(p. 155) It was as if my whole life had been leading up to this point. I’d done my minicomputer redesigns. I’d done data on–screen with Pong and Breakout., and I’d already done a TV terminal. From the Cream Soda Computer and others, I knew how to connect memory and make a working system. I realized that all I needed was this Canadian processor or another processor like it and (p. 156) some memory chips. Then I’d have the computer I’d always wanted!
Oh my god. I could build my own computer, a computer I could own and design to do any neat things I wanted to do with it for the rest of my life.
I didn’t need to spend $400 to get an Altair–which really was just a glorified bunch of chips with a metal frame around it and some lights. That was the same as my take-home salary, I mean, come on. And to make the Altair do anything interesting, I’d have to spend way, way more than that. Probably hundreds, even thousands of dollars. And besides, I’d already been there with the Cream Soda Computer. I was bored with it then. You never go back. You go forward.

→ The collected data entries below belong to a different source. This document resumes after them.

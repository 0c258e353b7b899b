//! Request lifecycle management.
//!
//! The [`Coordinator`] creates a [`RequestContext`] when a request starts,
//! keeps it reachable for the request's duration and finalizes it when the
//! request ends, emitting a [`RequestSummary`].

use std::future::Future;
use std::sync::atomic::{AtomicU64, Ordering};
use std::sync::Arc;

use serde::Serialize;
use serde_json::{json, Value};

use crate::config::ObservabilityConfig;
use crate::context::{self, RequestContext, RequestFields};
use crate::errors::{ConfigError, SinkError};
use crate::logger::UnifiedLogger;
use crate::record::{LogLevel, LogRecord, RecordKind};
use crate::sink::{BufferedSink, ConsoleSink, Sink, SinkSet};
use crate::types::{CorrelationId, Layer};

/// Snapshot of a finished request.
///
/// A summary with no correlation id is the empty summary returned when no
/// request was active.
#[derive(Debug, Clone, Default, PartialEq, Serialize)]
pub struct RequestSummary {
    /// Correlation id of the request
    pub correlation_id: Option<CorrelationId>,
    /// Session tag, if any
    pub session_id: Option<String>,
    /// Wall time from start to end
    pub duration_seconds: f64,
    /// Boundary, operation and external-call records emitted
    pub operations_logged: usize,
    /// Error occurrences across all layers
    pub errors_encountered: usize,
    /// Timings that exceeded their layer budget
    pub performance_violations: usize,
    /// Records emitted after the request ended
    pub orphaned_records: usize,
    /// Operations still running when the summary was taken
    pub in_flight_at_close: usize,
}

impl RequestSummary {
    fn of(ctx: &RequestContext) -> Self {
        Self {
            correlation_id: Some(ctx.correlation_id()),
            session_id: ctx.session_id().map(ToString::to_string),
            duration_seconds: ctx.elapsed().as_secs_f64(),
            operations_logged: ctx.operations_logged(),
            errors_encountered: ctx.errors().error_count(),
            performance_violations: ctx.performance().violation_count(),
            orphaned_records: ctx.orphaned_records(),
            in_flight_at_close: ctx.in_flight(),
        }
    }

    /// Returns true for the no-request summary.
    pub const fn is_empty(&self) -> bool {
        self.correlation_id.is_none()
    }
}

/// Overall observability state reported by the health endpoint.
#[derive(Debug, Clone, Copy, PartialEq, Eq, Serialize)]
#[serde(rename_all = "lowercase")]
pub enum HealthState {
    /// Every record reached a sink
    Healthy,
    /// Some records were dropped
    Degraded,
}

/// Read-only view of the coordinator.
#[derive(Debug, Clone, Serialize)]
pub struct HealthStatus {
    /// Overall state
    pub status: HealthState,
    /// Whether the caller is inside an active request
    pub active_context: bool,
    /// Correlation id of that request
    pub correlation_id: Option<CorrelationId>,
    /// Operations logged by that request so far
    pub operations_logged: usize,
    /// Errors recorded by that request so far
    pub errors_tracked: usize,
    /// Budget violations recorded by that request so far
    pub performance_violations: usize,
    /// Effective configuration
    pub configuration: Value,
    /// Requests started since the coordinator was built
    pub requests_started: u64,
    /// Requests ended since the coordinator was built
    pub requests_completed: u64,
    /// Records no sink could take
    pub dropped_records: u64,
}

struct CoordinatorInner {
    config: Arc<ObservabilityConfig>,
    sinks: Arc<SinkSet>,
    buffers: Vec<Arc<BufferedSink>>,
    summary_logger: UnifiedLogger,
    requests_started: AtomicU64,
    requests_completed: AtomicU64,
}

/// Owns the configuration and sinks and manages request lifecycles.
///
/// Cheap to clone; clones share state.
#[derive(Clone)]
pub struct Coordinator {
    inner: Arc<CoordinatorInner>,
}

impl Coordinator {
    /// Creates a coordinator logging to the console.
    pub fn new(config: ObservabilityConfig) -> Self {
        let sinks = SinkSet::new(config.log_level)
            .with_sink(Arc::new(ConsoleSink::new(config.output_format)));
        Self::assemble(config, sinks, Vec::new())
    }

    /// Creates a console coordinator configured from `REQSCOPE_*` variables.
    pub fn from_env() -> Result<Self, ConfigError> {
        Ok(Self::new(ObservabilityConfig::from_env()?))
    }

    /// Starts building a coordinator with custom sinks.
    pub fn builder() -> CoordinatorBuilder {
        CoordinatorBuilder::default()
    }

    fn assemble(
        config: ObservabilityConfig,
        sinks: SinkSet,
        buffers: Vec<Arc<BufferedSink>>,
    ) -> Self {
        let config = Arc::new(config);
        let sinks = Arc::new(sinks);
        let summary_logger = UnifiedLogger::new(
            "reqscope.coordinator",
            Layer::Api,
            Arc::clone(&sinks),
            Arc::clone(&config),
        );
        Self {
            inner: Arc::new(CoordinatorInner {
                config,
                sinks,
                buffers,
                summary_logger,
                requests_started: AtomicU64::new(0),
                requests_completed: AtomicU64::new(0),
            }),
        }
    }

    /// Configuration in effect.
    pub fn config(&self) -> &ObservabilityConfig {
        &self.inner.config
    }

    /// The composed sinks.
    pub fn sinks(&self) -> &Arc<SinkSet> {
        &self.inner.sinks
    }

    /// A logger bound to `name` and `layer`.
    pub fn logger(&self, name: impl Into<String>, layer: impl Into<Layer>) -> UnifiedLogger {
        UnifiedLogger::new(
            name,
            layer,
            Arc::clone(&self.inner.sinks),
            Arc::clone(&self.inner.config),
        )
    }

    /// Creates a context for a new request and installs it as the ambient
    /// context.
    ///
    /// Calling this while another request is active replaces that request's
    /// context; this is a usage error and is logged as a warning.
    ///
    /// Async tasks must call this inside [`Coordinator::scope`]. Outside one
    /// the context is returned without being installed, so no other task on
    /// the worker thread can observe it; end it with [`Coordinator::finish`].
    pub fn start_request(&self, fields: RequestFields) -> RequestContext {
        let ctx = RequestContext::new(fields, &self.inner.config);
        match context::install(&ctx) {
            Ok(Some(previous)) if !previous.is_finalized() => {
                tracing::warn!(
                    previous = %previous.correlation_id(),
                    replacement = %ctx.correlation_id(),
                    "start_request called while a request was active; replacing its context"
                );
            }
            Ok(_) => {}
            Err(error) => {
                tracing::warn!(
                    correlation_id = %ctx.correlation_id(),
                    error = %error,
                    "Request context not installed"
                );
            }
        }

        self.inner.requests_started.fetch_add(1, Ordering::Relaxed);
        tracing::debug!(
            correlation_id = %ctx.correlation_id(),
            session_id = ?ctx.session_id(),
            "Request started"
        );
        ctx
    }

    /// Ends the active request and returns its summary.
    ///
    /// Waits up to the configured grace period for operations still in
    /// flight. With no active request this returns an empty summary.
    ///
    /// The context stays current while the grace period runs, so late
    /// operations of the request still correlate and deduplicate.
    pub async fn end_request(&self) -> RequestSummary {
        match context::current() {
            Some(ctx) => self.finish(&ctx).await,
            None => RequestSummary::default(),
        }
    }

    /// Ends the active request without waiting for in-flight operations.
    ///
    /// For synchronous servers; the summary reflects whatever has completed.
    pub fn end_request_now(&self) -> RequestSummary {
        match context::detach() {
            Some(ctx) if ctx.begin_close() => self.seal(&ctx),
            _ => RequestSummary::default(),
        }
    }

    /// Ends a specific request, detaching it if it is the ambient one.
    pub async fn finish(&self, ctx: &RequestContext) -> RequestSummary {
        let summary = self.close(ctx).await;
        context::detach_if(ctx);
        summary
    }

    async fn close(&self, ctx: &RequestContext) -> RequestSummary {
        if !ctx.begin_close() {
            return RequestSummary::default();
        }
        let grace = self.inner.config.finalize_grace.as_duration();
        if !ctx.wait_idle(grace).await {
            tracing::warn!(
                correlation_id = %ctx.correlation_id(),
                in_flight = ctx.in_flight(),
                grace_ms = grace.as_millis(),
                "Request ended with operations still in flight"
            );
        }
        self.seal(ctx)
    }

    fn seal(&self, ctx: &RequestContext) -> RequestSummary {
        let summary = RequestSummary::of(ctx);
        ctx.finalize();
        self.inner.requests_completed.fetch_add(1, Ordering::Relaxed);

        let mut record = LogRecord::new(
            LogLevel::Info,
            RecordKind::Summary,
            "Request completed",
            self.inner.summary_logger.name(),
            self.inner.summary_logger.layer(),
        )
        .with_context(ctx)
        .with_duration(ctx.elapsed())
        .with_fields(json!({
            "operations_logged": summary.operations_logged,
            "errors_encountered": summary.errors_encountered,
            "performance_violations": summary.performance_violations,
            "in_flight_at_close": summary.in_flight_at_close,
        }));
        record.orphaned = false;
        self.inner.sinks.dispatch(&record);

        tracing::debug!(
            correlation_id = %ctx.correlation_id(),
            duration_seconds = summary.duration_seconds,
            operations_logged = summary.operations_logged,
            errors_encountered = summary.errors_encountered,
            performance_violations = summary.performance_violations,
            "Request ended"
        );
        summary
    }

    /// Runs `fut` with a fresh, isolated request slot.
    pub async fn scope<F: Future>(&self, fut: F) -> F::Output {
        context::scope(fut).await
    }

    /// Runs one complete request: opens a scope, starts the request, runs
    /// `body` and ends the request.
    pub async fn run_request<T, F, Fut>(
        &self,
        fields: RequestFields,
        body: F,
    ) -> (T, RequestSummary)
    where
        F: FnOnce(RequestContext) -> Fut,
        Fut: Future<Output = T>,
    {
        context::scope(async move {
            let ctx = self.start_request(fields);
            let output = body(ctx).await;
            let summary = self.end_request().await;
            (output, summary)
        })
        .await
    }

    /// Read-only health snapshot. Never mutates any context.
    pub fn get_health_status(&self) -> HealthStatus {
        let ctx = context::current();
        let dropped = self.inner.sinks.dropped();

        HealthStatus {
            status: if dropped == 0 {
                HealthState::Healthy
            } else {
                HealthState::Degraded
            },
            active_context: ctx.is_some(),
            correlation_id: ctx.as_ref().map(RequestContext::correlation_id),
            operations_logged: ctx.as_ref().map_or(0, RequestContext::operations_logged),
            errors_tracked: ctx.as_ref().map_or(0, |c| c.errors().error_count()),
            performance_violations: ctx
                .as_ref()
                .map_or(0, |c| c.performance().violation_count()),
            configuration: self.inner.config.snapshot(),
            requests_started: self.inner.requests_started.load(Ordering::Relaxed),
            requests_completed: self.inner.requests_completed.load(Ordering::Relaxed),
            dropped_records: dropped,
        }
    }

    /// Flushes every sink, waiting for buffered sinks to drain.
    pub async fn flush(&self) {
        for buffer in &self.inner.buffers {
            if let Err(error) = buffer.drain().await {
                tracing::warn!(error = %error, "Failed to drain buffered sink");
            }
        }
        self.inner.sinks.flush();
    }
}

impl std::fmt::Debug for Coordinator {
    fn fmt(&self, f: &mut std::fmt::Formatter<'_>) -> std::fmt::Result {
        f.debug_struct("Coordinator")
            .field("sinks", &self.inner.sinks)
            .field(
                "requests_started",
                &self.inner.requests_started.load(Ordering::Relaxed),
            )
            .finish_non_exhaustive()
    }
}

/// Builder for [`Coordinator`].
#[derive(Default)]
pub struct CoordinatorBuilder {
    config: ObservabilityConfig,
    sinks: Vec<Arc<dyn Sink>>,
    fallback: Option<Arc<dyn Sink>>,
    console: bool,
    buffered: bool,
}

impl CoordinatorBuilder {
    /// Sets the configuration
    #[must_use]
    pub fn config(mut self, config: ObservabilityConfig) -> Self {
        self.config = config;
        self
    }

    /// Adds a sink
    #[must_use]
    pub fn sink(mut self, sink: Arc<dyn Sink>) -> Self {
        self.sinks.push(sink);
        self
    }

    /// Adds a console sink using the configured output format
    #[must_use]
    pub const fn console(mut self) -> Self {
        self.console = true;
        self
    }

    /// Sets the sink that takes records another sink failed to write
    #[must_use]
    pub fn fallback(mut self, sink: Arc<dyn Sink>) -> Self {
        self.fallback = Some(sink);
        self
    }

    /// Puts each sink behind an asynchronous buffer. Requires a tokio
    /// runtime at build time.
    #[must_use]
    pub const fn buffered(mut self, enabled: bool) -> Self {
        self.buffered = enabled;
        self
    }

    /// Builds the coordinator. Without any sink, records go to the console.
    pub fn build(self) -> Result<Coordinator, SinkError> {
        let Self {
            config,
            mut sinks,
            fallback,
            console,
            buffered,
        } = self;

        if console || sinks.is_empty() {
            sinks.push(Arc::new(ConsoleSink::new(config.output_format)));
        }

        let mut set = SinkSet::new(config.log_level);
        let mut buffers = Vec::new();
        for sink in sinks {
            if buffered {
                let buffer = Arc::new(BufferedSink::spawn(
                    sink,
                    config.sink_buffer_size.into_inner(),
                    config.batch_size.into_inner(),
                    config.flush_interval.as_duration(),
                )?);
                buffers.push(Arc::clone(&buffer));
                set.register(buffer);
            } else {
                set.register(sink);
            }
        }
        if let Some(fallback) = fallback {
            set = set.with_fallback(fallback);
        }

        Ok(Coordinator::assemble(config, set, buffers))
    }
}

And now, the Cream Soda Computer could be my jumping-off point.
No way was I going to do that. I decided then and there I had the opportunity to build the complete computer I’d always wanted. I just needed any microprocessor, and I could build an extremely small computer I could write programs on. Programs like games, and the simulation programs I wrote at work. The possibilities went on and on. And I wouldn’t have to buy an Altair to do it. I would design it. all by myself.
That night, the night of that first meeting, this whole vision of a kind of personal computer just popped into my head. All at once. Just like that.
Wozniak, Steve, and Gina Smith. iWoz: Computer Geek to Cult Icon: How I Invented the Personal Computer, Co-Founded Apple, and Had Fun Doing It. New York: W. W. Norton & Co., 2006.